■ **Your objective**
In the entries below, identify every line with the string "crate" and copy it.

■ **Data section**
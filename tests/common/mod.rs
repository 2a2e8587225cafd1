#![allow(dead_code)]

use dedup_engine::dedup::{json_matcher, json_serializer, sha256_factory, DigestFactory};
use dedup_engine::{DedupStorage, Deduper};
use serde::{Deserialize, Serialize};
use std::sync::Arc;

#[derive(Debug, Clone, PartialEq, Serialize, Deserialize)]
pub struct TestEntity {
    pub id: String,
    pub name: String,
}

impl TestEntity {
    pub fn new(id: &str, name: &str) -> Self {
        Self {
            id: id.to_string(),
            name: name.to_string(),
        }
    }
}

/// A second entity type with the same fingerprint input as [`TestEntity`].
#[derive(Debug, Clone, PartialEq, Serialize, Deserialize)]
pub struct OtherEntity {
    pub id: String,
    pub name: String,
}

/// Fingerprints on `id:name`.
pub fn entity_deduper(storage: Arc<dyn DedupStorage>) -> Deduper {
    entity_deduper_with_digest(storage, sha256_factory())
}

pub fn entity_deduper_with_digest(storage: Arc<dyn DedupStorage>, digest: DigestFactory) -> Deduper {
    Deduper::new(
        |e: &TestEntity| Ok(format!("{}:{}", e.id, e.name).into_bytes()),
        storage,
        digest,
        json_matcher::<TestEntity>(),
        json_serializer::<TestEntity>(),
    )
}

/// Fingerprints on `id` alone, so entities differing only by name collide.
pub fn id_only_deduper(storage: Arc<dyn DedupStorage>) -> Deduper {
    Deduper::new(
        |e: &TestEntity| Ok(e.id.clone().into_bytes()),
        storage,
        sha256_factory(),
        json_matcher::<TestEntity>(),
        json_serializer::<TestEntity>(),
    )
}

pub fn other_deduper(storage: Arc<dyn DedupStorage>) -> Deduper {
    Deduper::new(
        |e: &OtherEntity| Ok(format!("{}:{}", e.id, e.name).into_bytes()),
        storage,
        sha256_factory(),
        json_matcher::<OtherEntity>(),
        json_serializer::<OtherEntity>(),
    )
}
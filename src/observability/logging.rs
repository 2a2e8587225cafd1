use tracing_subscriber::{
    fmt::{self, format::FmtSpan},
    layer::SubscriberExt,
    util::SubscriberInitExt,
    EnvFilter, Layer, Registry,
};

/// Configuration for logging.
#[derive(Debug, Clone)]
pub struct LogConfig {
    pub level: String,
    pub format: LogFormat,
    pub include_target: bool,
    pub include_file: bool,
    pub include_line: bool,
}

impl Default for LogConfig {
    fn default() -> Self {
        Self {
            level: "info".to_string(),
            format: LogFormat::Pretty,
            include_target: true,
            include_file: false,
            include_line: false,
        }
    }
}

impl LogConfig {
    pub fn new(level: impl Into<String>, format: LogFormat) -> Self {
        Self {
            level: level.into(),
            format,
            ..Self::default()
        }
    }
}

/// Log output format.
#[derive(Debug, Clone, Copy, PartialEq, Eq)]
pub enum LogFormat {
    Pretty,
    Json,
    Compact,
}

impl From<&str> for LogFormat {
    fn from(s: &str) -> Self {
        match s.to_lowercase().as_str() {
            "json" => LogFormat::Json,
            "compact" => LogFormat::Compact,
            _ => LogFormat::Pretty,
        }
    }
}

/// Initializes the global subscriber. Returns false if one was already installed.
pub fn init_logging(config: &LogConfig) -> bool {
    let env_filter = EnvFilter::try_from_default_env()
        .unwrap_or_else(|_| EnvFilter::new(&config.level));

    let layer = fmt::layer()
        .with_target(config.include_target)
        .with_file(config.include_file)
        .with_line_number(config.include_line);
    let layer: Box<dyn Layer<Registry> + Send + Sync> = match config.format {
        LogFormat::Json => layer.json().with_span_events(FmtSpan::CLOSE).boxed(),
        LogFormat::Compact => layer.compact().boxed(),
        LogFormat::Pretty => layer.pretty().boxed(),
    };

    let installed = tracing_subscriber::registry()
        .with(layer)
        .with(env_filter)
        .try_init()
        .is_ok();

    if installed {
        tracing::info!("Logging initialized with level: {}", config.level);
    }
    installed
}

/// Renders a storage key for log output.
///
/// Printable ASCII keys are shown as-is; anything else is hex encoded with a
/// `0x` marker. Long keys are abbreviated.
pub fn display_key(key: &[u8]) -> String {
    let printable = key.iter().all(|b| b.is_ascii_graphic() || *b == b' ');
    let rendered = match std::str::from_utf8(key) {
        Ok(s) if printable => s.to_string(),
        _ => format!("0x{}", hex::encode(key)),
    };
    abbreviate(&rendered, DISPLAY_KEY_VISIBLE)
}

const DISPLAY_KEY_VISIBLE: usize = 48;

/// Truncates long keys for logging, keeping the start and the end.
pub fn abbreviate(value: &str, visible_chars: usize) -> String {
    if value.len() <= visible_chars * 2 || !value.is_ascii() {
        return value.to_string();
    }

    let prefix = &value[..visible_chars];
    let suffix = &value[value.len() - visible_chars..];
    format!("{}...{}", prefix, suffix)
}
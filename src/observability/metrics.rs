use metrics::{counter, describe_counter, describe_histogram, histogram, Unit};
use metrics_exporter_prometheus::{BuildError, PrometheusBuilder, PrometheusHandle};
use std::sync::OnceLock;
use std::time::Instant;

static METRICS_HANDLE: OnceLock<PrometheusHandle> = OnceLock::new();

/// Global metrics instance.
pub static METRICS: OnceLock<Metrics> = OnceLock::new();

/// Metrics collector for dedup decisions and storage round trips.
///
/// Recording goes through the `metrics` facade and is a no-op until a
/// recorder is installed with [`init_metrics`].
#[derive(Debug, Clone, Copy, Default)]
pub struct Metrics;

impl Metrics {
    pub fn new() -> Self {
        Metrics
    }

    pub fn record_check(&self, kind: &'static str, duplicate: bool) {
        counter!("dedup_checks_total", "kind" => kind, "duplicate" => duplicate.to_string()).increment(1);
    }

    pub fn record_store(&self, success: bool) {
        counter!("dedup_stores_total", "success" => success.to_string()).increment(1);
    }

    pub fn record_write_back_failure(&self) {
        counter!("dedup_write_back_failures_total").increment(1);
    }

    pub fn record_storage_operation(&self, operation: &str, duration_ms: f64, success: bool) {
        counter!("dedup_storage_operations_total", "operation" => operation.to_string(), "success" => success.to_string()).increment(1);
        histogram!("dedup_storage_duration_ms", "operation" => operation.to_string()).record(duration_ms);
    }
}

/// Timer for measuring operation latency.
pub struct LatencyTimer {
    start: Instant,
}

impl LatencyTimer {
    pub fn new() -> Self {
        Self {
            start: Instant::now(),
        }
    }

    pub fn elapsed_ms(&self) -> f64 {
        self.start.elapsed().as_secs_f64() * 1000.0
    }
}

impl Default for LatencyTimer {
    fn default() -> Self {
        Self::new()
    }
}

/// Installs the Prometheus recorder once and returns its handle.
pub fn init_metrics() -> Result<PrometheusHandle, BuildError> {
    if let Some(handle) = METRICS_HANDLE.get() {
        return Ok(handle.clone());
    }

    let handle = PrometheusBuilder::new().install_recorder()?;
    describe_metrics();
    METRICS.get_or_init(Metrics::new);

    Ok(METRICS_HANDLE.get_or_init(|| handle).clone())
}

fn describe_metrics() {
    describe_counter!("dedup_checks_total", Unit::Count, "Total duplicate checks by kind and verdict");
    describe_counter!("dedup_stores_total", Unit::Count, "Total dedup records written");
    describe_counter!("dedup_write_back_failures_total", Unit::Count, "Best-effort writes that failed and were swallowed");
    describe_counter!("dedup_storage_operations_total", Unit::Count, "Total storage round trips");
    describe_histogram!("dedup_storage_duration_ms", Unit::Milliseconds, "Storage round trip latency in milliseconds");
}

/// Returns the global metrics instance.
pub fn get_metrics() -> &'static Metrics {
    METRICS.get_or_init(Metrics::new)
}
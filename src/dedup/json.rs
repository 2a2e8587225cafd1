//! Ready-made serde_json serializer and matcher for [`Deduper`](super::Deduper).

use crate::error::BoxError;
use serde::de::DeserializeOwned;
use serde::Serialize;

/// Serializes entities as compact JSON.
pub fn json_serializer<T>() -> impl Fn(&T) -> Result<String, BoxError> + Send + Sync + 'static
where
    T: Serialize + 'static,
{
    |entity: &T| serde_json::to_string(entity).map_err(BoxError::from)
}

/// Matches an entity against a stored JSON record by value.
///
/// A record that does not decode as `T` is an error. The deduper never hands
/// digested values or the key-only sentinel to a matcher.
pub fn json_matcher<T>() -> impl Fn(&T, &[u8]) -> Result<bool, BoxError> + Send + Sync + 'static
where
    T: DeserializeOwned + PartialEq + 'static,
{
    |entity: &T, stored: &[u8]| -> Result<bool, BoxError> {
        let decoded: T = serde_json::from_slice(stored)?;
        Ok(decoded == *entity)
    }
}
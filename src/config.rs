use crate::dedup::{HashMode, HashStrategy, DEFAULT_KEY_THRESHOLD, DEFAULT_VAL_THRESHOLD};
use crate::observability::{LogConfig, LogFormat};
use serde::Deserialize;
use std::time::Duration;

#[derive(Debug, Clone, Default, Deserialize)]
pub struct Settings {
    #[serde(default)]
    pub redis: RedisSettings,
    #[serde(default)]
    pub dedup: DedupSettings,
    #[serde(default)]
    pub logging: LoggingSettings,
}

#[derive(Debug, Clone, Deserialize)]
pub struct RedisSettings {
    #[serde(default = "default_redis_url")]
    pub url: String,
    #[serde(default = "default_ttl_secs")]
    pub default_ttl_secs: u64,
}

impl Default for RedisSettings {
    fn default() -> Self {
        Self {
            url: default_redis_url(),
            default_ttl_secs: default_ttl_secs(),
        }
    }
}

impl RedisSettings {
    pub fn default_ttl(&self) -> Duration {
        Duration::from_secs(self.default_ttl_secs)
    }
}

#[derive(Debug, Clone, Deserialize)]
pub struct DedupSettings {
    #[serde(default)]
    pub key_hash_mode: HashMode,
    #[serde(default)]
    pub value_hash_mode: HashMode,
    #[serde(default = "default_key_threshold")]
    pub key_threshold: usize,
    #[serde(default = "default_val_threshold")]
    pub val_threshold: usize,
    /// Overrides the type-derived key prefix when set.
    #[serde(default)]
    pub prefix: Option<String>,
}

impl Default for DedupSettings {
    fn default() -> Self {
        Self {
            key_hash_mode: HashMode::AutoSmart,
            value_hash_mode: HashMode::AutoSmart,
            key_threshold: DEFAULT_KEY_THRESHOLD,
            val_threshold: DEFAULT_VAL_THRESHOLD,
            prefix: None,
        }
    }
}

#[derive(Debug, Clone, Deserialize)]
pub struct LoggingSettings {
    #[serde(default = "default_log_level")]
    pub level: String,
    #[serde(default = "default_log_format")]
    pub format: String,
}

impl Default for LoggingSettings {
    fn default() -> Self {
        Self {
            level: default_log_level(),
            format: default_log_format(),
        }
    }
}

fn default_redis_url() -> String {
    "redis://127.0.0.1:6379".to_string()
}

fn default_ttl_secs() -> u64 {
    3600
}

fn default_key_threshold() -> usize {
    DEFAULT_KEY_THRESHOLD
}

fn default_val_threshold() -> usize {
    DEFAULT_VAL_THRESHOLD
}

fn default_log_level() -> String {
    "info".to_string()
}

fn default_log_format() -> String {
    "pretty".to_string()
}

impl Settings {
    /// Loads `config/default`, `config/local` and `DEDUP__*` environment variables,
    /// in increasing order of precedence. `.env` is read first if present.
    pub fn new() -> Result<Self, config::ConfigError> {
        dotenvy::dotenv().ok();

        let builder = config::Config::builder()
            .add_source(config::File::with_name("config/default").required(false))
            .add_source(config::File::with_name("config/local").required(false))
            .add_source(config::Environment::with_prefix("DEDUP").separator("__"));

        builder.build()?.try_deserialize()
    }

    pub fn hash_strategy(&self) -> HashStrategy {
        HashStrategy::new(self.dedup.key_hash_mode, self.dedup.value_hash_mode)
            .with_key_threshold(self.dedup.key_threshold)
            .with_val_threshold(self.dedup.val_threshold)
    }

    pub fn log_config(&self) -> LogConfig {
        LogConfig::new(&self.logging.level, LogFormat::from(self.logging.format.as_str()))
    }
}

■ **Answer space**
use crate::error::BoxError;
use crate::dedup::{HashMode, HashStrategy, DEFAULT_KEY_THRESHOLD, DEFAULT_VAL_THRESHOLD};
use crate::observability::{LogConfig, LogFormat};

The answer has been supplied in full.